Falling in love may be one of life's most delicious moments, but it almost always involves going out on a precarious emotional limb.

For example, chances are that at some point in your life, a sudden romantic impulse led you to reveal your love to someone who may or may not have returned those feelings — throwing caution to the wind, in hope of a joyful result. Today, that revelation might be delivered in a phone call, an e-mail or even a text message. In

Peter Ilyich Tchaikovsky's day, that sort of confession was more likely to arrive in a letter.

When Tchaikovsky sat down to write Eugene Onegin in the spring of 1877, it was a case of life imitating art. The thing that attracted Tchaikovsky to the original story, by Alexander Pushkin, was a powerful scene in which the heroine, Tatyana, decides to profess her love in a letter to a man she has met only once.

Just weeks before, Tchaikovsky had retrieved his own mail to find a fervent love letter from a former student he had met at the Moscow Conservatory. At first, Tchaikovsky refused her. But her letters kept coming, and became more and more passionate. It's been said that Tchaikovsky identified so strongly with Pushkin's Tatyana, and was so angered at the callous character Onegin, that the composer gave in to his own admirer.

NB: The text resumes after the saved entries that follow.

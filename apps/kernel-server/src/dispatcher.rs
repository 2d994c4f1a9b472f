// apps/kernel-server/src/dispatcher.rs
// Purpose: Idle-Agent Dispatcher (C9): drains each idle agent's backlog
// through the task status machine, one agent at a time under a per-agent
// advisory lock.
// Architecture: Background worker
// Dependencies: dashmap, tokio-util (CancellationToken)

use dashmap::DashMap;
use std::sync::Arc;
use std::time::Duration;
use tokio::sync::Mutex as AsyncMutex;
use tokio_util::sync::CancellationToken;

use crate::bus::EventBus;
use crate::delta::DeltaPublisher;
use crate::models::TaskStatus;
use crate::orchestration::{InvocationGoal, Orchestrator};
use crate::store::{NewMessage, Store};

/// Process-local, non-blocking per-agent locks. Advisory only: they
/// prevent two dispatcher cycles from draining the same agent
/// concurrently, but an HTTP mutation can still move the agent out from
/// under a held lock; the agent status machine and version bump remain
/// the authoritative serialization (spec.md §5).
struct AgentLocks {
    locks: DashMap<String, Arc<AsyncMutex<()>>>,
}

impl AgentLocks {
    fn new() -> Self {
        AgentLocks {
            locks: DashMap::new(),
        }
    }

    fn lock_for(&self, agent_id: &str) -> Arc<AsyncMutex<()>> {
        self.locks
            .entry(agent_id.to_string())
            .or_insert_with(|| Arc::new(AsyncMutex::new(())))
            .clone()
    }
}

pub struct Dispatcher {
    store: Arc<dyn Store>,
    delta: Arc<DeltaPublisher>,
    orchestrator: Arc<dyn Orchestrator>,
    locks: AgentLocks,
    cycle_interval: Duration,
}

impl Dispatcher {
    pub fn new(
        store: Arc<dyn Store>,
        delta: Arc<DeltaPublisher>,
        orchestrator: Arc<dyn Orchestrator>,
        cycle_interval: Duration,
    ) -> Self {
        Dispatcher {
            store,
            delta,
            orchestrator,
            locks: AgentLocks::new(),
            cycle_interval,
        }
    }

    pub async fn run(&self, cancel: CancellationToken) {
        let mut interval = tokio::time::interval(self.cycle_interval);
        loop {
            tokio::select! {
                _ = cancel.cancelled() => {
                    tracing::debug!("dispatcher cancelled");
                    return;
                }
                _ = interval.tick() => {
                    self.run_cycle(&cancel).await;
                }
            }
        }
    }

    async fn run_cycle(&self, cancel: &CancellationToken) {
        let idle_agents = match self.store.list_idle_agents().await {
            Ok(agents) => agents,
            Err(e) => {
                tracing::error!("dispatcher failed to list idle agents: {}", e);
                return;
            }
        };

        for agent in idle_agents {
            if cancel.is_cancelled() {
                return;
            }

            let lock = self.locks.lock_for(&agent.id);
            let guard = match lock.try_lock() {
                Ok(guard) => guard,
                Err(_) => continue, // contended; another cycle is already draining this agent
            };

            self.drain_agent(&agent.id, cancel).await;
            drop(guard);
        }
    }

    async fn drain_agent(&self, agent_id: &str, cancel: &CancellationToken) {
        let backlog = match self.store.list_backlog_tasks(agent_id).await {
            Ok(tasks) => tasks,
            Err(e) => {
                tracing::error!("failed to list backlog for {}: {}", agent_id, e);
                return;
            }
        };

        for task in backlog {
            if cancel.is_cancelled() {
                return; // an in-flight step is allowed to finish, but none may start
            }

            if !self.transition(&task.id, TaskStatus::InProgress).await {
                continue;
            }

            let outcome = self
                .orchestrator
                .invoke(InvocationGoal {
                    goal: task.title.clone(),
                    target_agent: Some(agent_id.to_string()),
                })
                .await;

            let (final_status, summary) = match outcome {
                Ok(outcome) if outcome.success => {
                    self.transition(&task.id, TaskStatus::Review).await;
                    (TaskStatus::Done, outcome.summary)
                }
                Ok(outcome) => (TaskStatus::Blocked, outcome.summary),
                Err(e) => (TaskStatus::Blocked, e.to_string()),
            };

            self.transition(&task.id, final_status).await;
            self.emit_summary(agent_id, &task.id, &task.title, final_status, &summary)
                .await;
        }
    }

    /// Persists the new status, bumps the version, and publishes a delta.
    /// Returns whether the transition succeeded so the caller can decide
    /// whether to proceed further down the task's lifecycle.
    async fn transition(&self, task_id: &str, status: TaskStatus) -> bool {
        let task = match self.store.set_task_status(task_id, status).await {
            Ok(Some(task)) => task,
            Ok(None) => {
                tracing::warn!("task {} vanished mid-drain", task_id);
                return false;
            }
            Err(e) => {
                tracing::error!("failed to transition task {}: {}", task_id, e);
                return false;
            }
        };

        if let Err(e) = self.store.bump_version().await {
            tracing::error!("failed to bump version after task transition: {}", e);
        }
        self.delta.publish_task(&task).await;
        true
    }

    async fn emit_summary(
        &self,
        agent_id: &str,
        task_id: &str,
        task_title: &str,
        final_status: TaskStatus,
        summary: &str,
    ) {
        let content = format!("[{}] {} -> {}: {}", task_id, task_title, final_status, summary);
        let message = match self
            .store
            .create_message(NewMessage {
                from_agent: agent_id.to_string(),
                to_agent: String::new(),
                content,
                message_type: "status_report".to_string(),
            })
            .await
        {
            Ok(message) => message,
            Err(e) => {
                tracing::error!("failed to record dispatcher summary message: {}", e);
                return;
            }
        };

        if let Err(e) = self.store.bump_version().await {
            tracing::error!("failed to bump version after summary message: {}", e);
        }
        self.delta.publish_message(&message).await;
    }
}

#[cfg(test)]
mod tests {
    use super::*;
    use crate::bus::NullEventBus;
    use crate::models::{Agent, AgentStatus, Room};
    use crate::orchestration::fake::FakeOrchestrator;
    use crate::store::memory::MemoryStore;
    use crate::store::NewTask;
    use chrono::Utc;

    fn idle_agent(id: &str) -> Agent {
        Agent {
            id: id.to_string(),
            name: id.to_string(),
            role: "engineer".to_string(),
            room: Room::Desks,
            status: AgentStatus::Idle,
            current_task: String::new(),
            thought_chain: String::new(),
            tech_stack: vec![],
            avatar_color: "#000".to_string(),
            updated_at: Utc::now(),
        }
    }

    #[tokio::test]
    async fn successful_task_reaches_done() {
        let memory = Arc::new(MemoryStore::new());
        memory.seed_agent(idle_agent("abby"));
        let store: Arc<dyn Store> = memory;

        let task = store
            .create_task(NewTask {
                title: "write tests".into(),
                description: String::new(),
                status: TaskStatus::Backlog,
                priority: 0,
                created_by: "abby".into(),
                assigned_agents: vec!["abby".into()],
            })
            .await
            .unwrap();

        let bus: Arc<dyn EventBus> = Arc::new(NullEventBus);
        let delta = Arc::new(DeltaPublisher::new(bus));
        let dispatcher = Dispatcher::new(
            store.clone(),
            delta,
            Arc::new(FakeOrchestrator::new(true)),
            Duration::from_secs(2),
        );

        let cancel = CancellationToken::new();
        dispatcher.drain_agent("abby", &cancel).await;

        let updated = store.get_task(&task.id).await.unwrap().unwrap();
        assert_eq!(updated.status, TaskStatus::Done);
    }

    #[tokio::test]
    async fn failed_invocation_blocks_the_task() {
        let memory = Arc::new(MemoryStore::new());
        memory.seed_agent(idle_agent("ben"));
        let store: Arc<dyn Store> = memory;

        let task = store
            .create_task(NewTask {
                title: "deploy".into(),
                description: String::new(),
                status: TaskStatus::Backlog,
                priority: 0,
                created_by: "ben".into(),
                assigned_agents: vec!["ben".into()],
            })
            .await
            .unwrap();

        let bus: Arc<dyn EventBus> = Arc::new(NullEventBus);
        let delta = Arc::new(DeltaPublisher::new(bus));
        let dispatcher = Dispatcher::new(
            store.clone(),
            delta,
            Arc::new(FakeOrchestrator::new(false)),
            Duration::from_secs(2),
        );

        let cancel = CancellationToken::new();
        dispatcher.drain_agent("ben", &cancel).await;

        let updated = store.get_task(&task.id).await.unwrap().unwrap();
        assert_eq!(updated.status, TaskStatus::Blocked);
    }

    #[tokio::test]
    async fn concurrent_cycles_cannot_both_drain_the_same_agent() {
        let locks = AgentLocks::new();
        let lock = locks.lock_for("abby");
        let _held = lock.try_lock().expect("first acquire succeeds");

        let second_attempt = locks.lock_for("abby").try_lock();
        assert!(
            second_attempt.is_err(),
            "a second cycle must observe the lock contended and skip, not block or double-acquire"
        );
    }
}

In the space of a few months, the composer found himself married — and with an opera already two-thirds complete. Tchaikovsky's marriage lasted three months. The drama that grew out of it has lasted a bit longer: It's still his most popular opera more than 125 years later.

In this edition of World of Opera, host Lisa Simeone presents Tchaikovsky's Eugene Onegin, a quintessentially Russian drama, in a production from a historic hotbed of Italian opera: the venerable Teatro Carlo Felice, in Genoa.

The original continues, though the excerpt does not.